Pietro de Marino (died 1673, Naples) was an Italian architect.

Born in Naples and active there between 1629 and 1666, his works include the former church of San Potito.

==Life==
He began his career as a collaborator of Bartolomeo Picchiatti. Between 1643 and 1654, he worked for the group of oblates founded by sister Orsola Benincasa (1547–1618). The viceroy became his patron and in 1654 de Marino and the engineer Natale Longo jointly edited a book on cloister wall of the hermitage of the Certosa di San Martino monastery complex.

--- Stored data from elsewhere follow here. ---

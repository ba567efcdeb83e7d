//! Theme configuration for TUI and CLI
//!
//! Centralizes all color and style definitions for easy customization.
//! Provides both ratatui styles (for the player) and ANSI escape codes
//! (for `trace` output).

use std::sync::OnceLock;

use ratatui::style::{Color, Modifier, Style};
use tracing::warn;

/// Theme configuration.
///
/// All colors and styles are defined here for easy customization.
#[derive(Debug, Clone, PartialEq, Eq)]
pub struct Theme {
    /// Primary text color (used for most content)
    pub text_primary: Color,
    /// Secondary/dimmed text color
    pub text_secondary: Color,
    /// Accent color for key hints and titles
    pub accent: Color,
    /// Cell under comparison
    pub current: Color,
    /// Cell that matched the target
    pub matched: Color,
    /// Error/warning color
    pub error: Color,
    /// Success color
    pub success: Color,
}

impl Default for Theme {
    fn default() -> Self {
        Self::standard()
    }
}

impl Theme {
    /// Default theme - light gray text, yellow comparison, green match.
    pub fn standard() -> Self {
        Self {
            text_primary: Color::Gray,
            text_secondary: Color::DarkGray,
            accent: Color::Green,
            current: Color::Yellow,
            matched: Color::Green,
            error: Color::Red,
            success: Color::Green,
        }
    }

    /// Classic terminal theme - white text.
    pub fn classic() -> Self {
        Self {
            text_primary: Color::White,
            text_secondary: Color::DarkGray,
            accent: Color::Yellow,
            current: Color::LightBlue,
            matched: Color::LightGreen,
            error: Color::Red,
            success: Color::Green,
        }
    }

    /// Cyan/blue theme.
    pub fn ocean() -> Self {
        Self {
            text_primary: Color::Cyan,
            text_secondary: Color::DarkGray,
            accent: Color::LightCyan,
            current: Color::LightBlue,
            matched: Color::LightGreen,
            error: Color::Red,
            success: Color::Green,
        }
    }

    /// Look up a theme by its config name.
    pub fn by_name(name: &str) -> Option<Self> {
        match name.trim().to_ascii_lowercase().as_str() {
            "default" | "standard" => Some(Self::standard()),
            "classic" => Some(Self::classic()),
            "ocean" => Some(Self::ocean()),
            _ => None,
        }
    }

    // Style helpers

    /// Style for primary text content.
    pub fn text_style(&self) -> Style {
        Style::default().fg(self.text_primary)
    }

    /// Style for secondary/dimmed text.
    pub fn text_secondary_style(&self) -> Style {
        Style::default().fg(self.text_secondary)
    }

    /// Style for accented text.
    pub fn accent_style(&self) -> Style {
        Style::default().fg(self.accent)
    }

    /// Style for bold accented text (keybindings, etc).
    pub fn accent_bold_style(&self) -> Style {
        Style::default()
            .fg(self.accent)
            .add_modifier(Modifier::BOLD)
    }

    /// Style for the cell being compared.
    pub fn current_style(&self) -> Style {
        Style::default()
            .fg(self.current)
            .add_modifier(Modifier::BOLD | Modifier::REVERSED)
    }

    /// Style for the matching cell.
    pub fn matched_style(&self) -> Style {
        Style::default()
            .fg(self.matched)
            .add_modifier(Modifier::BOLD | Modifier::REVERSED)
    }

    /// Style for error text.
    pub fn error_style(&self) -> Style {
        Style::default().fg(self.error)
    }

    /// Style for success text.
    pub fn success_style(&self) -> Style {
        Style::default().fg(self.success)
    }

    // ANSI color helpers for CLI output

    /// Format text with the accent color (for CLI output).
    pub fn accent_text(&self, text: &str) -> String {
        paint(self.accent, text)
    }

    /// Format text with the primary color (for CLI output).
    pub fn primary_text(&self, text: &str) -> String {
        paint(self.text_primary, text)
    }

    /// Format text with the secondary color (for CLI output).
    pub fn secondary_text(&self, text: &str) -> String {
        paint(self.text_secondary, text)
    }

    /// Format text with the comparison color (for CLI output).
    pub fn current_text(&self, text: &str) -> String {
        paint(self.current, text)
    }

    /// Format text with the match color (for CLI output).
    pub fn matched_text(&self, text: &str) -> String {
        paint(self.matched, text)
    }

    /// Format text with the error color (for CLI output).
    pub fn error_text(&self, text: &str) -> String {
        paint(self.error, text)
    }

    /// Format text with the success color (for CLI output).
    pub fn success_text(&self, text: &str) -> String {
        paint(self.success, text)
    }
}

/// ANSI reset sequence
const ANSI_RESET: &str = "\x1b[0m";

fn paint(color: Color, text: &str) -> String {
    format!("{}{}{}", color_to_ansi(color), text, ANSI_RESET)
}

/// Convert a ratatui Color to an ANSI escape code.
fn color_to_ansi(color: Color) -> &'static str {
    match color {
        Color::Black => "\x1b[30m",
        Color::Red => "\x1b[31m",
        Color::Green => "\x1b[32m",
        Color::Yellow => "\x1b[33m",
        Color::Blue => "\x1b[34m",
        Color::Magenta => "\x1b[35m",
        Color::Cyan => "\x1b[36m",
        Color::Gray => "\x1b[37m",
        Color::DarkGray => "\x1b[90m",
        Color::LightRed => "\x1b[91m",
        Color::LightGreen => "\x1b[92m",
        Color::LightYellow => "\x1b[93m",
        Color::LightBlue => "\x1b[94m",
        Color::LightMagenta => "\x1b[95m",
        Color::LightCyan => "\x1b[96m",
        Color::White => "\x1b[97m",
        Color::Reset => "\x1b[0m",
        // For RGB and indexed colors, fall back to reset (no color)
        _ => "",
    }
}

static THEME: OnceLock<Theme> = OnceLock::new();

/// Select the process-wide theme by config name.
///
/// Only the first call has an effect. Unknown names fall back to the
/// default theme.
pub fn init_theme(name: &str) {
    let theme = Theme::by_name(name).unwrap_or_else(|| {
        warn!(theme = name, "unknown theme, using default");
        Theme::default()
    });
    let _ = THEME.set(theme);
}

/// Global theme instance.
pub fn current_theme() -> Theme {
    THEME.get().cloned().unwrap_or_default()
}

He designed several churches in Naples, most notably that of Santa Maria di Montesanto – he designed its whole monastery complex, though the church's dome was built after his death by Dionisio Lazzari. He also designed the church of San Potito and its associated monastery, along with Santa Maria della Pace and the coffered ceiling of Santa Maria Regina Coeli. He and Giovanni Mozzetta restored San Pietro ad Aram.

At the end of his life de Marino also designed Santi Bernardo e Margherita, though like Santa Maria della Pace this was largely rebuilt and reordered in the 18th century.

==Bibliography (in Italian)==
- Francesco Domenico Moccia e Dante Caporali, NapoliGuida-Tra Luoghi e Monumenti della città storica, Clean, 2001
- Aurelio De Rose, I Palazzi di Napoli. Storia, curiosità e aneddoti che si tramadano da secoli su questi straordinari testimoni della vita partenopea, Newton e Compton editori, Napoli, 2004.